Art. 1o  O Decreto-Lei nº 4.657, de 4 de setembro de 1942 (Lei de Introdução às Normas do Direito Brasileiro), passa a vigorar acrescido dos seguintes artigos:
“Art. 20.  Nas esferas administrativa, controladora e judicial, não se decidirá com base em valores jurídicos abstratos sem que sejam consideradas as consequências práticas da decisão.
Parágrafo único. A motivação demonstrará a necessidade e a adequação da medida imposta ou da invalidação de ato, contrato, ajuste, processo ou norma administrativa, inclusive em face das possíveis alternativas.”

quarta-feira, 26 de novembro de 2014

O PRAGMATISMO É UM HUMANISMO


Assumindo a opção evolucionista, no sentido que a razão não é um presente de uma divindade, que destacaria o homem da sua animalidade, mas uma complexidade adaptativa decorrente da necessidade de sobreviver à adversidade ambiental, o pragmatismo é humanista. Mas não se trata de render homenagens à notabilidade das capacidades humanas (culto à humanidade[1]), mas sim prestigiar a ideia de que “não há outro legislador senão o próprio homem”,[2] a quem compete definir os seus rumos no mundo, agindo sobre ele.
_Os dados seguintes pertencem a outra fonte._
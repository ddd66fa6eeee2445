// Copyright (C) 2026 Fred Clausen
// Use of this source code is governed by an MIT-style
// license that can be found in the LICENSE file or at
// https://opensource.org/licenses/MIT.

use crate::{Command, QueueStore, State};
use louaj_audit::{Actor, Cause};
use louaj_domain::{
    Customer, Destination, DriverCin, EntryId, Fare, OvernightEntry, OvernightStatus, QueueEntry,
    QueueType, Vehicle, VehicleId,
};
use time::macros::datetime;

pub fn create_test_actor() -> Actor {
    Actor::new(String::from("staff-12"), String::from("staff"))
}

pub fn create_test_cause() -> Cause {
    Cause::new(String::from("req-456"), String::from("Desk request"))
}

pub fn sousse() -> Destination {
    Destination::new("Sousse")
}

pub fn monastir() -> Destination {
    Destination::new("Monastir")
}

/// Builds a Sousse state whose active queue holds `V1..Vn`, ids `1..n`,
/// eight seats each.
pub fn create_state_with_vehicles(count: u64) -> State {
    let mut state: State = State::new(sousse());
    for id in 1..=count {
        state.active.push(QueueEntry::new(
            EntryId::new(id),
            VehicleId::new(&format!("V{id}")),
            sousse(),
            u32::try_from(id).unwrap(),
            8,
            QueueType::Regular,
        ));
    }
    state
}

pub fn create_overnight_entry(id: u64, vehicle: &str, position: u32) -> OvernightEntry {
    OvernightEntry {
        id: EntryId::new(id),
        vehicle_id: VehicleId::new(vehicle),
        destination: sousse(),
        position,
        driver_cin: DriverCin::parse("12345678").unwrap(),
        total_seats: 8,
        entered_at: datetime!(2026-03-01 22:15 UTC),
        notes: None,
        status: OvernightStatus::Parked,
    }
}

pub fn create_test_customer() -> Customer {
    Customer::new("Salma Trabelsi", Some("98123456")).unwrap()
}

/// A ticket sale of `seats` seats at 4.500 TND per seat.
pub fn book_command(seats: u32, verification_code: &str) -> Command {
    Command::BookSeats {
        booking_id: 1,
        seats,
        customer: create_test_customer(),
        base_price: Fare::from_millimes(4500),
        verification_code: verification_code.to_string(),
        booked_at: datetime!(2026-03-02 07:30 UTC),
    }
}

pub fn create_test_vehicle(
    id: &str,
    cin: &str,
    capacity: u32,
    assigned: Option<Destination>,
) -> Vehicle {
    Vehicle::new(
        VehicleId::new(id),
        format!("{id} TUN 2024"),
        String::from("Test Driver"),
        DriverCin::parse(cin).unwrap(),
        capacity,
        assigned,
    )
}

/// A store with Sousse and Monastir registered.
pub fn create_test_store() -> QueueStore {
    let store: QueueStore = QueueStore::new();
    store
        .register_destination(sousse(), create_test_actor(), create_test_cause())
        .unwrap();
    store
        .register_destination(monastir(), create_test_actor(), create_test_cause())
        .unwrap();
    store
}

/// Enqueues regular eight-seat vehicles and returns their entries.
pub fn enqueue_all(
    store: &QueueStore,
    destination: &Destination,
    vehicles: &[&str],
) -> Vec<QueueEntry> {
    vehicles
        .iter()
        .map(|v| {
            store
                .enqueue(
                    destination,
                    VehicleId::new(v),
                    8,
                    QueueType::Regular,
                    create_test_actor(),
                    create_test_cause(),
                )
                .unwrap()
        })
        .collect()
}

pub fn vehicle_order(entries: &[QueueEntry]) -> Vec<(String, u32)> {
    entries
        .iter()
        .map(|e| (e.vehicle_id.value().to_string(), e.position))
        .collect()
}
Aliás, FERDINAND SCHILLER concebia o pragmatismo como a aplicação do humanismo à teoria do conhecimento,[3] na medida em que

human interest, then, is vital to the existence of truth: to say that the truth has consequences and that what has none is meningless, means that it has a bearing upon some human interest. Its ‘consequences’ must be consequences to some one for some purpose.[4]

Dentro do projeto humanista, o pragmatismo conversa bem com o existencialismo, iniciado com SOREN KIERKEGAARD (1813-1855), mas densificado, dentre outros, por JEAN PAUL SARTRE (1905-1980).
De fato, o existencialismo ateu de SARTRE parte do princípio de que, no ser humano, a existência precede a essência, ou seja, “o homem primeiramente existe, se descobre, surge no mundo; e que só depois se define”.[5] Não há, portanto, natureza humana, porque não há Deus ou qualquer entidade superior e anterior para concebê-la. Assim, “o homem não é mais que o que ele faz”; é, “antes de mais nada, um projeto que se vive subjetivamente”.[6] Diante disso, SARTRE afirma que “a vida não tem sentido a priori. Antes de viverdes, a vida não é nada; mas de vós depende dar-lhe um sentido, e o valor não é outra coisa senão esse sentido que escolherdes”.[7] Nesse sentido, WILLIAM JAMES, estabelecendo diferenças entre o racionalismo e o pragmatismo, é também existencialista ao afirmar que “o contraste essencial é que, para o racionalismo, a realidade já está pronta e completa desde toda a eternidade, enquanto para o pragmatismo está ainda sendo feita, e espera parte de seu aspecto do futuro”.[8] 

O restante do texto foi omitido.